What you need to do:
A word-for-word restatement of all the records is the required answer.
+-------+
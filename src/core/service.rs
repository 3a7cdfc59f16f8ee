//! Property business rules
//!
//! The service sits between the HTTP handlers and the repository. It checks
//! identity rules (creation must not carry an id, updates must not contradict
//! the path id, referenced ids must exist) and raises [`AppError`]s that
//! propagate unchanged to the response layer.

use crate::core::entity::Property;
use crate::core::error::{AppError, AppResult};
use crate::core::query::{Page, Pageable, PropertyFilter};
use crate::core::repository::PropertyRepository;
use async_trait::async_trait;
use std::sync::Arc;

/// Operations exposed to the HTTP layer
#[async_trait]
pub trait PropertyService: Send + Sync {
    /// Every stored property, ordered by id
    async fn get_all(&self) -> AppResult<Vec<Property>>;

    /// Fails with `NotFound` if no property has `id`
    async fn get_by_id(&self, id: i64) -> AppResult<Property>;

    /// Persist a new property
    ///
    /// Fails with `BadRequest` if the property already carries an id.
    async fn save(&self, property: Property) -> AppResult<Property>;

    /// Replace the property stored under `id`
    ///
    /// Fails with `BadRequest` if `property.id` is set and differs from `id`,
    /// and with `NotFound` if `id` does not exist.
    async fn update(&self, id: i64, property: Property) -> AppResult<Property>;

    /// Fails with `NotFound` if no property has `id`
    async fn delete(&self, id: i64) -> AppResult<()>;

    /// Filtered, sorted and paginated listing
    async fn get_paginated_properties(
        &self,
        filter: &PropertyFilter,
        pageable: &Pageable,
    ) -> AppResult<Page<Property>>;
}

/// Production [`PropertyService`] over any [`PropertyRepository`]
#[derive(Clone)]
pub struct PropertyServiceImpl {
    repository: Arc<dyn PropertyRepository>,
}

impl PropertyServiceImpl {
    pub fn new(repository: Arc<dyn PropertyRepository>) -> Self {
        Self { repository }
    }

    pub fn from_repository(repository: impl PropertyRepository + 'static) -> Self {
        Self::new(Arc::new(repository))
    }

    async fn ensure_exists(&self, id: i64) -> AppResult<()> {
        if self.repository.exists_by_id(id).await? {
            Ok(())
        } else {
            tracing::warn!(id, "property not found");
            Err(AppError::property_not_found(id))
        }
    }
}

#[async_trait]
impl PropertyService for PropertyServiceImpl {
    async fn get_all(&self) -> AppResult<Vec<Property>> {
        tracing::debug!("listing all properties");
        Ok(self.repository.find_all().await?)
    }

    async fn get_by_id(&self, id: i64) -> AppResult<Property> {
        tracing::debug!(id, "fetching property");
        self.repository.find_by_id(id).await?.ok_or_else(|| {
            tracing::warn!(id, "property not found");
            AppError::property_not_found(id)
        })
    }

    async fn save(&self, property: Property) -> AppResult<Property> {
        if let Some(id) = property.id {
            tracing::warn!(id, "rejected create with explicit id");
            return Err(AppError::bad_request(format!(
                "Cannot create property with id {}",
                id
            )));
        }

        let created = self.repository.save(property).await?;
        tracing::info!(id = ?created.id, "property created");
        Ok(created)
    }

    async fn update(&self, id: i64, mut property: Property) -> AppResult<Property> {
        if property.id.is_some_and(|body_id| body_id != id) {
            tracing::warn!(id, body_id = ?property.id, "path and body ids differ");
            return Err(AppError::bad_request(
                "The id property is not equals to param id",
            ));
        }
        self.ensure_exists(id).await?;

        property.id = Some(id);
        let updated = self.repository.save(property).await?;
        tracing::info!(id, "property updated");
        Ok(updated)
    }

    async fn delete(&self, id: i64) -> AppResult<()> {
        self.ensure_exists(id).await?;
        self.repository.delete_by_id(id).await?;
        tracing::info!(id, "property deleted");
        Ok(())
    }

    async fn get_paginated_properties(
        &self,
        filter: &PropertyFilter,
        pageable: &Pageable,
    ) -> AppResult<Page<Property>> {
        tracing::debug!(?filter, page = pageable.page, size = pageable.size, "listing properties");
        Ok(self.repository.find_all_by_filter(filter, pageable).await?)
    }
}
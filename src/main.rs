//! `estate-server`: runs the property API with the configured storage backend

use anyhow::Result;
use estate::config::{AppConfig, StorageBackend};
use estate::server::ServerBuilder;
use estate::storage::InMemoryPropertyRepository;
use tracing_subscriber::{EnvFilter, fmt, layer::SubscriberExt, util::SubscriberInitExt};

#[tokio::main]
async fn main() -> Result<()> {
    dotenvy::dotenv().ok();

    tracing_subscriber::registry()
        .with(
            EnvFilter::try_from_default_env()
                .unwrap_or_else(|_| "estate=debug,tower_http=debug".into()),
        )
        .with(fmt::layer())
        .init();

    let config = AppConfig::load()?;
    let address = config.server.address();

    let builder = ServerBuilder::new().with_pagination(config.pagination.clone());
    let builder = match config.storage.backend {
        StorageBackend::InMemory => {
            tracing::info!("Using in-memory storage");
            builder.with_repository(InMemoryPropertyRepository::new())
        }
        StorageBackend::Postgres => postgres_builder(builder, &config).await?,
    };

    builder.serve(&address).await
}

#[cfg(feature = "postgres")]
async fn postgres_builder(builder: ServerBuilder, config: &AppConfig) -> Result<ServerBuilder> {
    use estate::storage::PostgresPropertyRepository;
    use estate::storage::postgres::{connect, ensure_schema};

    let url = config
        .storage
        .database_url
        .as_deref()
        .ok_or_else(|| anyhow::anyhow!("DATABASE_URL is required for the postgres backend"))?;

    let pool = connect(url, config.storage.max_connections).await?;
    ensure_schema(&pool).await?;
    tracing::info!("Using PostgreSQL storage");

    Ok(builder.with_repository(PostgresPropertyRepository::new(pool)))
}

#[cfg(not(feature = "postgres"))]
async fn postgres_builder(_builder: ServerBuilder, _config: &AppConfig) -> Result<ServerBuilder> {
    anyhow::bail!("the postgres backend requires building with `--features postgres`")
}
+-------+
Task result:
filename src/core/service.rs
repository 3a7cdfc59f16f8ee
//! Property business rules
//!
//! The service sits between the HTTP handlers and the repository. It checks
//! identity rules (creation must not carry an id, updates must not contradict
//! the path id, referenced ids must exist) and raises [`AppError`]s that
//! propagate unchanged to the response layer.

use crate::core::entity::Property;
use crate::core::error::{AppError, AppResult};
use crate::core::query::{Page, Pageable, PropertyFilter};
use crate::core::repository::PropertyRepository;
use async_trait::async_trait;
use std::sync::Arc;

/// Operations exposed to the HTTP layer
#[async_trait]
pub trait PropertyService: Send + Sync {
    /// Every stored property, ordered by id
    async fn get_all(&self) -> AppResult<Vec<Property>>;

    /// Fails with `NotFound` if no property has `id`
    async fn get_by_id(&self, id: i64) -> AppResult<Property>;

    /// Persist a new property
    ///
    /// Fails with `BadRequest` if the property already carries an id.
    async fn save(&self, property: Property) -> AppResult<Property>;

    /// Replace the property stored under `id`
    ///
    /// Fails with `BadRequest` if `property.id` is set and differs from `id`,
    /// and with `NotFound` if `id` does not exist.
    async fn update(&self, id: i64, property: Property) -> AppResult<Property>;

    /// Fails with `NotFound` if no property has `id`
    async fn delete(&self, id: i64) -> AppResult<()>;

    /// Filtered, sorted and paginated listing
    async fn get_paginated_properties(
        &self,
        filter: &PropertyFilter,
        pageable: &Pageable,
    ) -> AppResult<Page<Property>>;
}

/// Production [`PropertyService`] over any [`PropertyRepository`]
#[derive(Clone)]
pub struct PropertyServiceImpl {
    repository: Arc<dyn PropertyRepository>,
}

impl PropertyServiceImpl {
    pub fn new(repository: Arc<dyn PropertyRepository>) -> Self {
        Self { repository }
    }

    pub fn from_repository(repository: impl PropertyRepository + 'static) -> Self {
        Self::new(Arc::new(repository))
    }

    async fn ensure_exists(&self, id: i64) -> AppResult<()> {
        if self.repository.exists_by_id(id).await? {
            Ok(())
        } else {
            tracing::warn!(id, "property not found");
            Err(AppError::property_not_found(id))
        }
    }
}

#[async_trait]
impl PropertyService for PropertyServiceImpl {
    async fn get_all(&self) -> AppResult<Vec<Property>> {
        tracing::debug!("listing all properties");
        Ok(self.repository.find_all().await?)
    }

    async fn get_by_id(&self, id: i64) -> AppResult<Property> {
        tracing::debug!(id, "fetching property");
        self.repository.find_by_id(id).await?.ok_or_else(|| {
            tracing::warn!(id, "property not found");
            AppError::property_not_found(id)
        })
    }

    async fn save(&self, property: Property) -> AppResult<Property> {
        if let Some(id) = property.id {
            tracing::warn!(id, "rejected create with explicit id");
            return Err(AppError::bad_request(format!(
                "Cannot create property with id {}",
                id
            )));
        }

        let created = self.repository.save(property).await?;
        tracing::info!(id = ?created.id, "property created");
        Ok(created)
    }

    async fn update(&self, id: i64, mut property: Property) -> AppResult<Property> {
        if property.id.is_some_and(|body_id| body_id != id) {
            tracing::warn!(id, body_id = ?property.id, "path and body ids differ");
            return Err(AppError::bad_request(
                "The id property is not equals to param id",
            ));
        }
        self.ensure_exists(id).await?;

        property.id = Some(id);
        let updated = self.repository.save(property).await?;
        tracing::info!(id, "property updated");
        Ok(updated)
    }

    async fn delete(&self, id: i64) -> AppResult<()> {
        self.ensure_exists(id).await?;
        self.repository.delete_by_id(id).await?;
        tracing::info!(id, "property deleted");
        Ok(())
    }

    async fn get_paginated_properties(
        &self,
        filter: &PropertyFilter,
        pageable: &Pageable,
    ) -> AppResult<Page<Property>> {
        tracing::debug!(?filter, page = pageable.page, size = pageable.size, "listing properties");
        Ok(self.repository.find_all_by_filter(filter, pageable).await?)
    }
}
filename src/main.rs
//! `estate-server`: runs the property API with the configured storage backend

use anyhow::Result;
use estate::config::{AppConfig, StorageBackend};
use estate::server::ServerBuilder;
use estate::storage::InMemoryPropertyRepository;
use tracing_subscriber::{EnvFilter, fmt, layer::SubscriberExt, util::SubscriberInitExt};

#[tokio::main]
async fn main() -> Result<()> {
    dotenvy::dotenv().ok();

    tracing_subscriber::registry()
        .with(
            EnvFilter::try_from_default_env()
                .unwrap_or_else(|_| "estate=debug,tower_http=debug".into()),
        )
        .with(fmt::layer())
        .init();

    let config = AppConfig::load()?;
    let address = config.server.address();

    let builder = ServerBuilder::new().with_pagination(config.pagination.clone());
    let builder = match config.storage.backend {
        StorageBackend::InMemory => {
            tracing::info!("Using in-memory storage");
            builder.with_repository(InMemoryPropertyRepository::new())
        }
        StorageBackend::Postgres => postgres_builder(builder, &config).await?,
    };

    builder.serve(&address).await
}

#[cfg(feature = "postgres")]
async fn postgres_builder(builder: ServerBuilder, config: &AppConfig) -> Result<ServerBuilder> {
    use estate::storage::PostgresPropertyRepository;
    use estate::storage::postgres::{connect, ensure_schema};

    let url = config
        .storage
        .database_url
        .as_deref()
        .ok_or_else(|| anyhow::anyhow!("DATABASE_URL is required for the postgres backend"))?;

    let pool = connect(url, config.storage.max_connections).await?;
    ensure_schema(&pool).await?;
    tracing::info!("Using PostgreSQL storage");

    Ok(builder.with_repository(PostgresPropertyRepository::new(pool)))
}

#[cfg(not(feature = "postgres"))]
async fn postgres_builder(_builder: ServerBuilder, _config: &AppConfig) -> Result<ServerBuilder> {
    anyhow::bail!("the postgres backend requires building with `--features postgres`")
}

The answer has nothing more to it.